Subject Area Mathematics
Term from 2019 to 2022
Project identifier Deutsche Forschungsgemeinschaft (DFG) - Project number 415980428
 
This project addresses a mathematical problem of broad impact in contemporary applications that rely upon the accurate calculation of points of maximum probability, known as modes or maximum a posteriori estimators. These arise naturally in models of chemical reactions and in inverse problems of everyday far-reaching importance such as medical imaging, weather and climate prediction, and machine learning. The proposed research project will provide the necessary mathematical analysis to underpin the rigorous treatment of these points in infinite-dimensional spaces, as demanded by modern applications.The full solution to a reaction equation or inverse problem of this kind is a probability distribution over reaction paths, images, weather states etc.

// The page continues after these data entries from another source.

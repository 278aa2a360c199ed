//! Conversation history domain

mod entry;
mod repository;

pub use entry::{ConversationEntry, ConversationSnapshot};
pub use repository::ConversationStore;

However, because this distribution is in general too complicated to be practical, it must often be summarised, reducing the distribution to a single point. In addition to statistics such as means and covariances, a mode is a commonly-used summary of this type, being a "most likely" point under the distribution. However, in the modern case of infinite-dimensional spaces, e.g. the space of all wind and temperature fields over the whole globe, it is not easy to rigorously define such modes. Moreover, there is currently a fundamental disconnect between how these modes are defined using best-fit minimisation problems and the fully Bayesian distributional viewpoint: while a mode is clearly a crude summary of a probability distribution, even the strongest currently-known notions of similarity between probabilities are not sufficient to ensure good approximation of these supposedly simple summaries.The proposed project will provide the missing analysis to bridge this gap by bringing recent advances in inverse problems theory together with the tools of Gamma-convergence from variational calculus, in order to provide a solid mathematical basis for the solution and approximation of maximum a posteriori estimation problems. It will thereby offer robust discretisation-invariant solutions to inverse problems that both have statistically rigorous meaning and also usefully correspond to the needs of lay decision-makers.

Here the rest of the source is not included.